Within the data below, find the string "serde" and return each line where it occurs.

▶ [Saved data entries]
_ _ _

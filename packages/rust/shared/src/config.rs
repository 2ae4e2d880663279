//! Application configuration for channelkeys.
//!
//! Optional user config lives at `~/.channelkeys/channelkeys.toml`.
//! CLI flags (and their environment variables) override config file values,
//! which override defaults. The merged result is a [`RunConfig`], handed
//! explicitly to the pipeline.

use std::path::{Path, PathBuf};

use serde::{Deserialize, Serialize};
use url::Url;

use crate::error::{ChannelKeysError, Result};
use crate::types::Identifier;

/// Default configuration file name.
const CONFIG_FILE_NAME: &str = "channelkeys.toml";

/// Default config directory name under the user's home.
const CONFIG_DIR_NAME: &str = ".channelkeys";

/// Environment variable naming the listing page URL.
pub const LISTING_URL_ENV: &str = "BASE_LISTING_URL";

/// Environment variable naming the detail page URL prefix.
pub const DETAIL_PREFIX_ENV: &str = "BASE_STREAM_URL";

/// Browser User-Agent sent with every request unless overridden.
pub const DEFAULT_USER_AGENT: &str = "Mozilla/5.0 (Windows NT 10.0; Win64; x64) \
     AppleWebKit/537.36 (KHTML, like Gecko) Chrome/91.0.4472.124 Safari/537.36";

// ---------------------------------------------------------------------------
// Config structs (matching channelkeys.toml schema)
// ---------------------------------------------------------------------------

/// Top-level application config, deserialized from TOML.
#[derive(Debug, Clone, Default, Serialize, Deserialize)]
pub struct AppConfig {
    /// HTTP client settings.
    #[serde(default)]
    pub http: HttpConfig,

    /// Result file settings.
    #[serde(default)]
    pub output: OutputConfig,

    /// Listing page parsing.
    #[serde(default)]
    pub discovery: DiscoveryConfig,
}

/// `[http]` section.
#[derive(Debug, Clone, Serialize, Deserialize)]
pub struct HttpConfig {
    /// User-Agent header value.
    #[serde(default = "default_user_agent")]
    pub user_agent: String,

    /// Timeout for the listing page request.
    #[serde(default = "default_listing_timeout")]
    pub listing_timeout_secs: u64,

    /// Timeout for each detail page request.
    #[serde(default = "default_detail_timeout")]
    pub detail_timeout_secs: u64,
}

impl Default for HttpConfig {
    fn default() -> Self {
        Self {
            user_agent: default_user_agent(),
            listing_timeout_secs: default_listing_timeout(),
            detail_timeout_secs: default_detail_timeout(),
        }
    }
}

fn default_user_agent() -> String {
    DEFAULT_USER_AGENT.into()
}
fn default_listing_timeout() -> u64 {
    15
}
fn default_detail_timeout() -> u64 {
    10
}

/// `[output]` section.
#[derive(Debug, Clone, Serialize, Deserialize)]
pub struct OutputConfig {
    /// Path of the JSON result store.
    #[serde(default = "default_output_path")]
    pub path: String,
}

impl Default for OutputConfig {
    fn default() -> Self {
        Self {
            path: default_output_path(),
        }
    }
}

fn default_output_path() -> String {
    "api_data.json".into()
}

/// `[discovery]` section.
#[derive(Debug, Clone, Serialize, Deserialize)]
pub struct DiscoveryConfig {
    /// CSS selector for the anchors that carry identifiers.
    #[serde(default = "default_selector")]
    pub selector: String,

    /// Regex applied to each anchor's `href`; capture group 1 is the identifier.
    #[serde(default = "default_id_pattern")]
    pub id_pattern: String,
}

impl Default for DiscoveryConfig {
    fn default() -> Self {
        Self {
            selector: default_selector(),
            id_pattern: default_id_pattern(),
        }
    }
}

fn default_selector() -> String {
    r#"div.channel a[href*="play.php?id="]"#.into()
}
fn default_id_pattern() -> String {
    "id=([a-fA-F0-9]+)".into()
}

// ---------------------------------------------------------------------------
// Run config (runtime, merged from config + CLI flags)
// ---------------------------------------------------------------------------

/// Values the CLI collected from flags or the environment. `None` means
/// "not given"; the config file or defaults fill the gap where allowed.
#[derive(Debug, Clone, Default)]
pub struct RunOverrides {
    pub listing_url: Option<String>,
    pub detail_prefix: Option<String>,
    pub output_path: Option<PathBuf>,
}

/// Runtime configuration for one scrape run.
#[derive(Debug, Clone)]
pub struct RunConfig {
    /// Listing page holding the identifier anchors.
    pub listing_url: Url,
    /// Prefix the identifier is appended to, forming the detail URL.
    pub detail_prefix: String,
    /// JSON result store location.
    pub output_path: PathBuf,
    /// User-Agent header value.
    pub user_agent: String,
    /// Listing request timeout in seconds.
    pub listing_timeout_secs: u64,
    /// Detail request timeout in seconds.
    pub detail_timeout_secs: u64,
    /// Anchor selector for discovery.
    pub selector: String,
    /// Identifier capture pattern for discovery.
    pub id_pattern: String,
}

impl RunConfig {
    /// Merge CLI/environment overrides onto the file config.
    ///
    /// Both URLs are required; a missing or empty value is a
    /// [`ChannelKeysError::Config`].
    pub fn resolve(app: &AppConfig, overrides: RunOverrides) -> Result<Self> {
        let listing = required(overrides.listing_url, LISTING_URL_ENV)?;
        let detail_prefix = required(overrides.detail_prefix, DETAIL_PREFIX_ENV)?;

        let listing_url = Url::parse(&listing).map_err(|e| {
            ChannelKeysError::config(format!("{LISTING_URL_ENV} is not a valid URL '{listing}': {e}"))
        })?;
        Url::parse(&detail_prefix).map_err(|e| {
            ChannelKeysError::config(format!(
                "{DETAIL_PREFIX_ENV} is not a valid URL prefix '{detail_prefix}': {e}"
            ))
        })?;

        Ok(Self {
            listing_url,
            detail_prefix,
            output_path: overrides
                .output_path
                .unwrap_or_else(|| PathBuf::from(&app.output.path)),
            user_agent: app.http.user_agent.clone(),
            listing_timeout_secs: app.http.listing_timeout_secs,
            detail_timeout_secs: app.http.detail_timeout_secs,
            selector: app.discovery.selector.clone(),
            id_pattern: app.discovery.id_pattern.clone(),
        })
    }

    /// Detail page URL for `id`: the prefix with the identifier appended verbatim.
    pub fn detail_url(&self, id: &Identifier) -> String {
        format!("{}{}", self.detail_prefix, id)
    }
}

fn required(value: Option<String>, env_name: &str) -> Result<String> {
    match value {
        Some(v) if !v.trim().is_empty() => Ok(v.trim().to_string()),
        _ => Err(ChannelKeysError::config(format!(
            "{env_name} is not set. Pass it as a flag or set the {env_name} environment variable."
        ))),
    }
}

// ---------------------------------------------------------------------------
// Config loading
// ---------------------------------------------------------------------------

/// Get the path to the config directory (`~/.channelkeys/`).
pub fn config_dir() -> Result<PathBuf> {
    let home = dirs::home_dir()
        .ok_or_else(|| ChannelKeysError::config("could not determine home directory"))?;
    Ok(home.join(CONFIG_DIR_NAME))
}

/// Get the path to the config file (`~/.channelkeys/channelkeys.toml`).
pub fn config_file_path() -> Result<PathBuf> {
    Ok(config_dir()?.join(CONFIG_FILE_NAME))
}

/// Load the application config from disk. Returns defaults if the file does not exist.
pub fn load_config() -> Result<AppConfig> {
    let path = config_file_path()?;

    if !path.exists() {
        tracing::debug!(?path, "config file not found, using defaults");
        return Ok(AppConfig::default());
    }

    load_config_from(&path)
}

/// Load the application config from a specific file path.
pub fn load_config_from(path: &Path) -> Result<AppConfig> {
    let content = std::fs::read_to_string(path).map_err(|e| ChannelKeysError::io(path, e))?;

    toml::from_str(&content).map_err(|e| {
        ChannelKeysError::config(format!("failed to parse {}: {e}", path.display()))
    })
}

/// Create the config directory and write a default config file.
/// Returns the path to the created file.
pub fn init_config() -> Result<PathBuf> {
    let dir = config_dir()?;
    std::fs::create_dir_all(&dir).map_err(|e| ChannelKeysError::io(&dir, e))?;

    let path = dir.join(CONFIG_FILE_NAME);
    let config = AppConfig::default();
    let content =
        toml::to_string_pretty(&config).map_err(|e| ChannelKeysError::config(e.to_string()))?;

    std::fs::write(&path, content).map_err(|e| ChannelKeysError::io(&path, e))?;
    tracing::info!(?path, "created default config file");

    Ok(path)
}

#[cfg(test)]
mod tests {
    use super::*;

    fn overrides() -> RunOverrides {
        RunOverrides {
            listing_url: Some("https://tv.example.com/channels".into()),
            detail_prefix: Some("https://tv.example.com/play.php?id=".into()),
            output_path: None,
        }
    }

    #[test]
    fn default_config_serializes() {
        let config = AppConfig::default();
        let toml_str = toml::to_string_pretty(&config).expect("serialize default config");
        assert!(toml_str.contains("user_agent"));
        assert!(toml_str.contains("api_data.json"));
    }

    #[test]
    fn config_roundtrip() {
        let config = AppConfig::default();
        let toml_str = toml::to_string_pretty(&config).expect("serialize");
        let parsed: AppConfig = toml::from_str(&toml_str).expect("deserialize");
        assert_eq!(parsed.http.listing_timeout_secs, 15);
        assert_eq!(parsed.http.detail_timeout_secs, 10);
        assert_eq!(parsed.output.path, "api_data.json");
    }

    #[test]
    fn default_selector_is_scoped_to_channel_tiles() {
        let run = RunConfig::resolve(&AppConfig::default(), overrides()).unwrap();
        assert_eq!(run.selector, r#"div.channel a[href*="play.php?id="]"#);
        assert_eq!(run.id_pattern, "id=([a-fA-F0-9]+)");
    }

    #[test]
    fn partial_config_file_keeps_defaults() {
        let toml_str = r#"
[output]
path = "/tmp/streams.json"
"#;
        let config: AppConfig = toml::from_str(toml_str).expect("parse");
        assert_eq!(config.output.path, "/tmp/streams.json");
        assert_eq!(config.http.user_agent, DEFAULT_USER_AGENT);
        assert_eq!(config.discovery.id_pattern, "id=([a-fA-F0-9]+)");
    }

    #[test]
    fn run_config_from_overrides() {
        let run = RunConfig::resolve(&AppConfig::default(), overrides()).unwrap();
        assert_eq!(run.listing_url.as_str(), "https://tv.example.com/channels");
        assert_eq!(run.output_path, PathBuf::from("api_data.json"));
        assert_eq!(run.detail_timeout_secs, 10);

        let id = Identifier::new("AB12").unwrap();
        assert_eq!(run.detail_url(&id), "https://tv.example.com/play.php?id=AB12");
    }

    #[test]
    fn output_override_beats_config_file() {
        let mut o = overrides();
        o.output_path = Some(PathBuf::from("out/custom.json"));
        let run = RunConfig::resolve(&AppConfig::default(), o).unwrap();
        assert_eq!(run.output_path, PathBuf::from("out/custom.json"));
    }

    #[test]
    fn missing_listing_url_is_config_error() {
        let mut o = overrides();
        o.listing_url = None;
        let err = RunConfig::resolve(&AppConfig::default(), o).unwrap_err();
        assert!(matches!(err, ChannelKeysError::Config { .. }));
        assert!(err.to_string().contains(LISTING_URL_ENV));
    }

    #[test]
    fn empty_detail_prefix_is_config_error() {
        let mut o = overrides();
        o.detail_prefix = Some("  ".into());
        let err = RunConfig::resolve(&AppConfig::default(), o).unwrap_err();
        assert!(err.to_string().contains(DETAIL_PREFIX_ENV));
    }

    #[test]
    fn unparseable_listing_url_is_config_error() {
        let mut o = overrides();
        o.listing_url = Some("not a url".into());
        let err = RunConfig::resolve(&AppConfig::default(), o).unwrap_err();
        assert!(matches!(err, ChannelKeysError::Config { .. }));
    }
}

_ _ _

▶ [Answer space]
use serde::{Deserialize, Serialize};
    #[serde(default)]
    #[serde(default)]
    #[serde(default)]
    #[serde(default = "default_user_agent")]
    #[serde(default = "default_listing_timeout")]
    #[serde(default = "default_detail_timeout")]
    #[serde(default = "default_output_path")]
    #[serde(default = "default_selector")]
    #[serde(default = "default_id_pattern")]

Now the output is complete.